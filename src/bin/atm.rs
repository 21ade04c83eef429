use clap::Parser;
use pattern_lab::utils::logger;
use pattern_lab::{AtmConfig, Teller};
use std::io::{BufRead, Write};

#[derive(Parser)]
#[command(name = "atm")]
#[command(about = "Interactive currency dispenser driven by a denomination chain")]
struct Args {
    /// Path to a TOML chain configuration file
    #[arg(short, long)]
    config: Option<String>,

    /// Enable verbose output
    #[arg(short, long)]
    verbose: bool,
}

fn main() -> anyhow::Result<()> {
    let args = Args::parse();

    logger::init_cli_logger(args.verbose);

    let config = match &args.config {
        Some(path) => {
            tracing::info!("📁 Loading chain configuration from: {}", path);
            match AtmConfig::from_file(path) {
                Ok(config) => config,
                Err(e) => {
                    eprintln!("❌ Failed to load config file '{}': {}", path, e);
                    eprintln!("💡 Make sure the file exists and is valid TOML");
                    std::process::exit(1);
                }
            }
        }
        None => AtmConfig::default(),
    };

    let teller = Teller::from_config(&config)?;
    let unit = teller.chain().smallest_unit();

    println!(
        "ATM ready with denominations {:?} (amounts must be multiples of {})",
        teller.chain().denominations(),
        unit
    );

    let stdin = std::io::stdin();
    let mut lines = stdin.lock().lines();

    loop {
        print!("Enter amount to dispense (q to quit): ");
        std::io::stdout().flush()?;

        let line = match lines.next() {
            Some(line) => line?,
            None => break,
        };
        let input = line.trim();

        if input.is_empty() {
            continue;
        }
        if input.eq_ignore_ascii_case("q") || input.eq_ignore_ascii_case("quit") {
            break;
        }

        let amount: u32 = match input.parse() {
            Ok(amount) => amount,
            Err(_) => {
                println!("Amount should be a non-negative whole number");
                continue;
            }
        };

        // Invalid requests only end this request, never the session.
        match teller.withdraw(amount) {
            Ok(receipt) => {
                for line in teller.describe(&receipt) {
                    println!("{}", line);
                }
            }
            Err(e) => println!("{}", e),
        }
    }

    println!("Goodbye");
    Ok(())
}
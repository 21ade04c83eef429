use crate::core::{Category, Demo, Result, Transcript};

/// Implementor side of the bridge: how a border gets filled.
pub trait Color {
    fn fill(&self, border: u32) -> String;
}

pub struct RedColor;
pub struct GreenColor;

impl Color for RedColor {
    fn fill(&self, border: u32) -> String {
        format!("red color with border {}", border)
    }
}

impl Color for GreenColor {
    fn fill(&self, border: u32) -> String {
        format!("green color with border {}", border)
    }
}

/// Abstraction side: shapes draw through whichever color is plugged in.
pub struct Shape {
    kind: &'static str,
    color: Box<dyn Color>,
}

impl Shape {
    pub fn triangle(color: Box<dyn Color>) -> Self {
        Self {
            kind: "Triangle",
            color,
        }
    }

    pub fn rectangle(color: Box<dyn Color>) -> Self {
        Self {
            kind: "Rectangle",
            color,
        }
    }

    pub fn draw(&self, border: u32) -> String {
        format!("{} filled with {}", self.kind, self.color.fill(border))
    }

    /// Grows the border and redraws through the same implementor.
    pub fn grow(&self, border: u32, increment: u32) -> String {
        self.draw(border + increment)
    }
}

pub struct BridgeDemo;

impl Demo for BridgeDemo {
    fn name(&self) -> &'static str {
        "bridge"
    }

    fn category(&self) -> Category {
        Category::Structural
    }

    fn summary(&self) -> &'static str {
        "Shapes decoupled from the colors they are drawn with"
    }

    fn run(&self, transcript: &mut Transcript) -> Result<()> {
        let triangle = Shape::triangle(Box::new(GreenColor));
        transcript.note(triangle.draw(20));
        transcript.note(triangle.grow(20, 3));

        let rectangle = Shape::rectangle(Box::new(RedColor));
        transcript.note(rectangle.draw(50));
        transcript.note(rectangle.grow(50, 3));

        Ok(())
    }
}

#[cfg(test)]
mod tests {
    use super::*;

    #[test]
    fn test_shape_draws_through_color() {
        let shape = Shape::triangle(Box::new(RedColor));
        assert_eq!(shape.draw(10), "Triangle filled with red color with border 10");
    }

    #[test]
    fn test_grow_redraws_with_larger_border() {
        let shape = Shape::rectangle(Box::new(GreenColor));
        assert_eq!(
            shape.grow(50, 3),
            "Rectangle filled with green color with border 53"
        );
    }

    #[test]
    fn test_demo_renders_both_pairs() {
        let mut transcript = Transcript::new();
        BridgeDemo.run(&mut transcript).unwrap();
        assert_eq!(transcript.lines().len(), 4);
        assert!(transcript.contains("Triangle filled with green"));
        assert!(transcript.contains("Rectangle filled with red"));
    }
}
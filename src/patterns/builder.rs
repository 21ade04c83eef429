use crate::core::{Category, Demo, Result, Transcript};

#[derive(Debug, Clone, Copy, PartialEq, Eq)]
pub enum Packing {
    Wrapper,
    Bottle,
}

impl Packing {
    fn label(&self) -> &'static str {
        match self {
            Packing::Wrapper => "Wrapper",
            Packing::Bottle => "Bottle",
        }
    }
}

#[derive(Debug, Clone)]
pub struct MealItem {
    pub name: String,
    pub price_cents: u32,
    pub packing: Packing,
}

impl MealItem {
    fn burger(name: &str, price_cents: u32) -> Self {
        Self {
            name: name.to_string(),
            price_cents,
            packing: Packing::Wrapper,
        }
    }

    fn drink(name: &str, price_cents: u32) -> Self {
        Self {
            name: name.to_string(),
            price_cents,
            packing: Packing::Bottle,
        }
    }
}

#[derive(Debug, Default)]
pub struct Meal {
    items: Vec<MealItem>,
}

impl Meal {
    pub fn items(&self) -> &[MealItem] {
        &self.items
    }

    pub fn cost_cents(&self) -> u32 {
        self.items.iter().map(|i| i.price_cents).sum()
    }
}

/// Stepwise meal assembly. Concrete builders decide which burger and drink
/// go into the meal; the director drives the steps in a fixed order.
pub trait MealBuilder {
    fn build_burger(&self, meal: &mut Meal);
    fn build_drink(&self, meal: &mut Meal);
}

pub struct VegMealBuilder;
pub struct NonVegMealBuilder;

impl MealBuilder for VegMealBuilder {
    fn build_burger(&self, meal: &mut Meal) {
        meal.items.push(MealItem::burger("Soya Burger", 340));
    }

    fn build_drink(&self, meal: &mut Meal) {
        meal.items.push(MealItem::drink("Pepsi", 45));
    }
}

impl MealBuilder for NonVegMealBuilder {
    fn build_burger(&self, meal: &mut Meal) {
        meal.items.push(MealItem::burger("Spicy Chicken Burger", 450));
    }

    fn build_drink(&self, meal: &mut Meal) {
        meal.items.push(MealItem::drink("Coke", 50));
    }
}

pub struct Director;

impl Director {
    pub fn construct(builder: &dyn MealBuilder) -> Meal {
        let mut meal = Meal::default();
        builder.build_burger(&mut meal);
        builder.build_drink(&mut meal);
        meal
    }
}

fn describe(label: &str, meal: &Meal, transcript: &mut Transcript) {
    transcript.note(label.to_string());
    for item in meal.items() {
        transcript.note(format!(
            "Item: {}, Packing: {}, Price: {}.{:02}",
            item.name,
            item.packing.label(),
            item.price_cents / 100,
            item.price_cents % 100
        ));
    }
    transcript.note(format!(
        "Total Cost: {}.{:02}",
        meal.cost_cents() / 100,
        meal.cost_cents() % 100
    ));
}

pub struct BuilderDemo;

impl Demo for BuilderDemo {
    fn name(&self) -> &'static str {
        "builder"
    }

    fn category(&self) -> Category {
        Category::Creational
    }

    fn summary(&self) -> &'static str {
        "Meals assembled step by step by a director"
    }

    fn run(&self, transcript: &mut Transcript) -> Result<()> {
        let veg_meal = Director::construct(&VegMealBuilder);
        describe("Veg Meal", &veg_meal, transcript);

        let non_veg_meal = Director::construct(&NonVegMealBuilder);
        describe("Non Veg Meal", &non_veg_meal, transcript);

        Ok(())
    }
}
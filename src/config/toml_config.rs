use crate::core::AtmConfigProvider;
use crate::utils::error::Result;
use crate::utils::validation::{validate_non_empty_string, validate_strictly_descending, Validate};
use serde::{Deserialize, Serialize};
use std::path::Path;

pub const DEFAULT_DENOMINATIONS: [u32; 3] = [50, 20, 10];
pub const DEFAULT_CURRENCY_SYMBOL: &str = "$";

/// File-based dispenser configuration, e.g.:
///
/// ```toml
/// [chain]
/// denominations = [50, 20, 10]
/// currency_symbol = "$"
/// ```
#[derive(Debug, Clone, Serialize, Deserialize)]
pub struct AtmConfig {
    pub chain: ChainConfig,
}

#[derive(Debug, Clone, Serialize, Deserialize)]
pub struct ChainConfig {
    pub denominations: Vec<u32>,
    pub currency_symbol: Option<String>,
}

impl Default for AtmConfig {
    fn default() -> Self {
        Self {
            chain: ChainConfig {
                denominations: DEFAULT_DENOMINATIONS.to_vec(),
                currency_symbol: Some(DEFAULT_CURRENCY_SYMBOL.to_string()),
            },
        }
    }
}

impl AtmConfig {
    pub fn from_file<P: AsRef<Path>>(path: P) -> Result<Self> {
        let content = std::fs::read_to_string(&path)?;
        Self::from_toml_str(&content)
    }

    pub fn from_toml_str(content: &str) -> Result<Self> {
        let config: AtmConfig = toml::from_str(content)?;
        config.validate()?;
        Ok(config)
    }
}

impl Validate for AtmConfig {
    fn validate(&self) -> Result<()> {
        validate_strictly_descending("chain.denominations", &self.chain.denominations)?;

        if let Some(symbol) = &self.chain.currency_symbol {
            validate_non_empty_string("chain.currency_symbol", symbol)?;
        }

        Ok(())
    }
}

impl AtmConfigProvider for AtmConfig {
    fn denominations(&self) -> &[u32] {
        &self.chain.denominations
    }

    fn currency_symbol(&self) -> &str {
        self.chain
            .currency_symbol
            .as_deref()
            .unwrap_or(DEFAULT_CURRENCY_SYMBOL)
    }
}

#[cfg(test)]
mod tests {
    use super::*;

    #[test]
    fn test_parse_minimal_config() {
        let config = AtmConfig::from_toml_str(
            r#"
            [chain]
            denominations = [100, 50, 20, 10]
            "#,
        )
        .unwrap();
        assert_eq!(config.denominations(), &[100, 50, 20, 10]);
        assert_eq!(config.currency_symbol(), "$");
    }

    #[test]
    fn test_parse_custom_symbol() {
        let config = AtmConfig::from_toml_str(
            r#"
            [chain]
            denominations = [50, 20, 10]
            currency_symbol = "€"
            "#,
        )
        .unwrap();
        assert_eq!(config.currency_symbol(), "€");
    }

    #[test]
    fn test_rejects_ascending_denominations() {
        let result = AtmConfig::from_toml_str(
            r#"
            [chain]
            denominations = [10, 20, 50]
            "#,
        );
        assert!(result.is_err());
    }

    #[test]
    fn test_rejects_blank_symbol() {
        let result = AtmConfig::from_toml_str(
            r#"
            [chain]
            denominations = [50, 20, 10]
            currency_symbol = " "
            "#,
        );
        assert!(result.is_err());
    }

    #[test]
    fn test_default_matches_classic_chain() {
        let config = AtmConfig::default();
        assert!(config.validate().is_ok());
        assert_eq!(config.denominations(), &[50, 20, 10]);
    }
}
========================================
**INSTRUCTIONS FOR THE TASK:** Repeat every line of the data word for word until you have repeated the line that contains "chain configuration file", which is the last one to include.

**WRITTEN ANSWER:**
filename src/bin/atm.rs
repository 21ade04c83eef429
use clap::Parser;
use pattern_lab::utils::logger;
use pattern_lab::{AtmConfig, Teller};
use std::io::{BufRead, Write};

#[derive(Parser)]
#[command(name = "atm")]
#[command(about = "Interactive currency dispenser driven by a denomination chain")]
struct Args {
    /// Path to a TOML chain configuration file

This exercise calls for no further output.